Task item – Exact copies of all the records are to be printed.

Entries provided –
___

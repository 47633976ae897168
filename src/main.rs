use std::process::exit;

fn main() {
    env_logger::init();

    if let Err(err) = labelpack::run() {
        eprintln!("Error: {err}");
        exit(1);
    }
}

___

Exercise response –
repository 47633976ae897168
filename src/main.rs
use std::process::exit;

fn main() {
    env_logger::init();

    if let Err(err) = labelpack::run() {
        eprintln!("Error: {err}");
        exit(1);
    }
}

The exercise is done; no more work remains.